• _Task brief_
Extract all of the entries and set them down verbatim.

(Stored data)
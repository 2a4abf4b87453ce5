//! Cluster resource specifications

use std::fmt;

/// How worker processes are started
#[derive(Debug, Clone, PartialEq, Eq)]
pub enum ClusterSpec {
    /// Run the bootstrap directly, without a workload manager
    Fake,

    /// Options passed to the workload manager launcher, e.g. `-n 4 -c 2`
    Launcher { options: Vec<String> },
}

/// Where and how the task count appears in the launcher options
#[derive(Debug, Clone, Copy, PartialEq, Eq)]
enum TaskCountForm {
    /// `-n N`
    Short,
    /// `-nN`
    ShortJoined,
    /// `--ntasks N`
    Long,
    /// `--ntasks=N`
    LongEquals,
}

impl ClusterSpec {
    /// Parse a spec string; `fake` selects direct execution
    pub fn parse(spec: &str) -> Self {
        let spec = spec.trim();
        if spec == "fake" {
            return ClusterSpec::Fake;
        }
        ClusterSpec::Launcher {
            options: spec.split_whitespace().map(str::to_string).collect(),
        }
    }

    /// Tasks per worker requested through `-n`/`--ntasks`
    pub fn task_count(&self) -> Option<usize> {
        match self {
            ClusterSpec::Fake => None,
            ClusterSpec::Launcher { options } => find_task_count(options).map(|(_, _, n)| n),
        }
    }

    /// Fit the task count and the number of worker processes to the jobs
    ///
    /// With a task count `n`, `workers` processes and `jobs` jobs: when all
    /// jobs fit one process, that process gets exactly `jobs` tasks; when
    /// fewer processes would do, the process count drops to `ceil(jobs / n)`.
    /// Returns the adjusted spec and process count.
    pub fn reconcile(&self, workers: usize, jobs: usize) -> (ClusterSpec, usize) {
        let ClusterSpec::Launcher { options } = self else {
            return (self.clone(), workers);
        };
        let Some((position, form, n)) = find_task_count(options) else {
            return (self.clone(), workers);
        };

        if jobs <= n {
            let mut options = options.clone();
            set_task_count(&mut options, position, form, jobs);
            (ClusterSpec::Launcher { options }, 1)
        } else if jobs <= n * workers.saturating_sub(1) {
            (self.clone(), jobs.div_ceil(n))
        } else {
            (self.clone(), workers)
        }
    }

    /// Program and arguments launching one worker running `script`
    pub fn command_line(&self, launcher: &str, script: &str) -> (String, Vec<String>) {
        match self {
            ClusterSpec::Fake => ("bash".to_string(), vec![script.to_string()]),
            ClusterSpec::Launcher { options } => {
                let mut args = options.clone();
                args.push("bash".to_string());
                args.push(script.to_string());
                (launcher.to_string(), args)
            }
        }
    }
}

impl fmt::Display for ClusterSpec {
    fn fmt(&self, f: &mut fmt::Formatter<'_>) -> fmt::Result {
        match self {
            ClusterSpec::Fake => write!(f, "fake"),
            ClusterSpec::Launcher { options } => write!(f, "{}", options.join(" ")),
        }
    }
}

fn find_task_count(options: &[String]) -> Option<(usize, TaskCountForm, usize)> {
    for (i, option) in options.iter().enumerate() {
        let next = || options.get(i + 1).and_then(|v| v.parse::<usize>().ok());
        match option.as_str() {
            "-n" => return next().map(|n| (i, TaskCountForm::Short, n)),
            "--ntasks" => return next().map(|n| (i, TaskCountForm::Long, n)),
            _ => {}
        }
        if let Some(value) = option.strip_prefix("--ntasks=") {
            return value.parse().ok().map(|n| (i, TaskCountForm::LongEquals, n));
        }
        if let Some(value) = option.strip_prefix("-n") {
            if !value.is_empty() && value.chars().all(|c| c.is_ascii_digit()) {
                return value.parse().ok().map(|n| (i, TaskCountForm::ShortJoined, n));
            }
        }
    }
    None
}

fn set_task_count(options: &mut [String], position: usize, form: TaskCountForm, n: usize) {
    match form {
        TaskCountForm::Short | TaskCountForm::Long => options[position + 1] = n.to_string(),
        TaskCountForm::ShortJoined => options[position] = format!("-n{}", n),
        TaskCountForm::LongEquals => options[position] = format!("--ntasks={}", n),
    }
}
//! Configuration validation traits and utilities

use crate::error::{ConfigError, ConfigResult};

/// Trait for validatable configuration
pub trait Validatable {
    /// Validate the configuration
    fn validate(&self) -> ConfigResult<()>;

    /// Get the domain name for error reporting
    fn domain_name(&self) -> &'static str;

    /// Helper to create a domain-specific validation error
    fn validation_error(&self, message: impl Into<String>) -> ConfigError {
        ConfigError::DomainError {
            domain: self.domain_name().to_string(),
            message: message.into(),
        }
    }
}

/// Validate a required string field
pub fn validate_required_string(value: &str, field_name: &str, domain: &str) -> ConfigResult<()> {
    if value.trim().is_empty() {
        return Err(ConfigError::DomainError {
            domain: domain.to_string(),
            message: format!("{} cannot be empty", field_name),
        });
    }
    Ok(())
}

/// Validate a positive number
pub fn validate_positive<T>(value: T, field_name: &str, domain: &str) -> ConfigResult<()>
where
    T: PartialOrd + Default + std::fmt::Display,
{
    if value <= T::default() {
        return Err(ConfigError::DomainError {
            domain: domain.to_string(),
            message: format!("{} must be greater than 0, got {}", field_name, value),
        });
    }
    Ok(())
}

#[cfg(test)]
mod tests {
    use super::*;

    #[test]
    fn test_validate_required_string() {
        assert!(validate_required_string("srun", "launcher", "cluster").is_ok());
        assert!(validate_required_string("  ", "launcher", "cluster").is_err());
    }

    #[test]
    fn test_validate_positive() {
        assert!(validate_positive(3u32, "write_attempts", "store").is_ok());
        let err = validate_positive(0usize, "cache_precheck_workers", "execution").unwrap_err();
        assert!(err.to_string().contains("cache_precheck_workers must be greater than 0"));
    }
}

• _Solution for this exercise_
repository 2a4abf4b87453ce5
//! Cluster resource specifications

use std::fmt;

/// How worker processes are started
#[derive(Debug, Clone, PartialEq, Eq)]
pub enum ClusterSpec {
    /// Run the bootstrap directly, without a workload manager
    Fake,

    /// Options passed to the workload manager launcher, e.g. `-n 4 -c 2`
    Launcher { options: Vec<String> },
}

/// Where and how the task count appears in the launcher options
#[derive(Debug, Clone, Copy, PartialEq, Eq)]
enum TaskCountForm {
    /// `-n N`
    Short,
    /// `-nN`
    ShortJoined,
    /// `--ntasks N`
    Long,
    /// `--ntasks=N`
    LongEquals,
}

impl ClusterSpec {
    /// Parse a spec string; `fake` selects direct execution
    pub fn parse(spec: &str) -> Self {
        let spec = spec.trim();
        if spec == "fake" {
            return ClusterSpec::Fake;
        }
        ClusterSpec::Launcher {
            options: spec.split_whitespace().map(str::to_string).collect(),
        }
    }

    /// Tasks per worker requested through `-n`/`--ntasks`
    pub fn task_count(&self) -> Option<usize> {
        match self {
            ClusterSpec::Fake => None,
            ClusterSpec::Launcher { options } => find_task_count(options).map(|(_, _, n)| n),
        }
    }

    /// Fit the task count and the number of worker processes to the jobs
    ///
    /// With a task count `n`, `workers` processes and `jobs` jobs: when all
    /// jobs fit one process, that process gets exactly `jobs` tasks; when
    /// fewer processes would do, the process count drops to `ceil(jobs / n)`.
    /// Returns the adjusted spec and process count.
    pub fn reconcile(&self, workers: usize, jobs: usize) -> (ClusterSpec, usize) {
        let ClusterSpec::Launcher { options } = self else {
            return (self.clone(), workers);
        };
        let Some((position, form, n)) = find_task_count(options) else {
            return (self.clone(), workers);
        };

        if jobs <= n {
            let mut options = options.clone();
            set_task_count(&mut options, position, form, jobs);
            (ClusterSpec::Launcher { options }, 1)
        } else if jobs <= n * workers.saturating_sub(1) {
            (self.clone(), jobs.div_ceil(n))
        } else {
            (self.clone(), workers)
        }
    }

    /// Program and arguments launching one worker running `script`
    pub fn command_line(&self, launcher: &str, script: &str) -> (String, Vec<String>) {
        match self {
            ClusterSpec::Fake => ("bash".to_string(), vec![script.to_string()]),
            ClusterSpec::Launcher { options } => {
                let mut args = options.clone();
                args.push("bash".to_string());
                args.push(script.to_string());
                (launcher.to_string(), args)
            }
        }
    }
}

impl fmt::Display for ClusterSpec {
    fn fmt(&self, f: &mut fmt::Formatter<'_>) -> fmt::Result {
        match self {
            ClusterSpec::Fake => write!(f, "fake"),
            ClusterSpec::Launcher { options } => write!(f, "{}", options.join(" ")),
        }
    }
}

fn find_task_count(options: &[String]) -> Option<(usize, TaskCountForm, usize)> {
    for (i, option) in options.iter().enumerate() {
        let next = || options.get(i + 1).and_then(|v| v.parse::<usize>().ok());
        match option.as_str() {
            "-n" => return next().map(|n| (i, TaskCountForm::Short, n)),
            "--ntasks" => return next().map(|n| (i, TaskCountForm::Long, n)),
            _ => {}
        }
        if let Some(value) = option.strip_prefix("--ntasks=") {
            return value.parse().ok().map(|n| (i, TaskCountForm::LongEquals, n));
        }
        if let Some(value) = option.strip_prefix("-n") {
            if !value.is_empty() && value.chars().all(|c| c.is_ascii_digit()) {
                return value.parse().ok().map(|n| (i, TaskCountForm::ShortJoined, n));
            }
        }
    }
    None
}

fn set_task_count(options: &mut [String], position: usize, form: TaskCountForm, n: usize) {
    match form {
        TaskCountForm::Short | TaskCountForm::Long => options[position + 1] = n.to_string(),
        TaskCountForm::ShortJoined => options[position] = format!("-n{}", n),
        TaskCountForm::LongEquals => options[position] = format!("--ntasks={}", n),
    }
}
//! Configuration validation traits and utilities

use crate::error::{ConfigError, ConfigResult};

/// Trait for validatable configuration
pub trait Validatable {
    /// Validate the configuration
    fn validate(&self) -> ConfigResult<()>;

    /// Get the domain name for error reporting
    fn domain_name(&self) -> &'static str;

    /// Helper to create a domain-specific validation error
    fn validation_error(&self, message: impl Into<String>) -> ConfigError {
        ConfigError::DomainError {
            domain: self.domain_name().to_string(),
            message: message.into(),
        }
    }
}

/// Validate a required string field
pub fn validate_required_string(value: &str, field_name: &str, domain: &str) -> ConfigResult<()> {
    if value.trim().is_empty() {
        return Err(ConfigError::DomainError {
            domain: domain.to_string(),
            message: format!("{} cannot be empty", field_name),
        });
    }
    Ok(())
}

/// Validate a positive number
pub fn validate_positive<T>(value: T, field_name: &str, domain: &str) -> ConfigResult<()>
where
    T: PartialOrd + Default + std::fmt::Display,
{
    if value <= T::default() {
        return Err(ConfigError::DomainError {
            domain: domain.to_string(),
            message: format!("{} must be greater than 0, got {}", field_name, value),
        });
    }
    Ok(())
}

#[cfg(test)]
mod tests {
    use super::*;

    #[test]
    fn test_validate_required_string() {
        assert!(validate_required_string("srun", "launcher", "cluster").is_ok());
        assert!(validate_required_string("  ", "launcher", "cluster").is_err());
    }

    #[test]
    fn test_validate_positive() {
        assert!(validate_positive(3u32, "write_attempts", "store").is_ok());
        let err = validate_positive(0usize, "cache_precheck_workers", "execution").unwrap_err();
        assert!(err.to_string().contains("cache_precheck_workers must be greater than 0"));
    }
}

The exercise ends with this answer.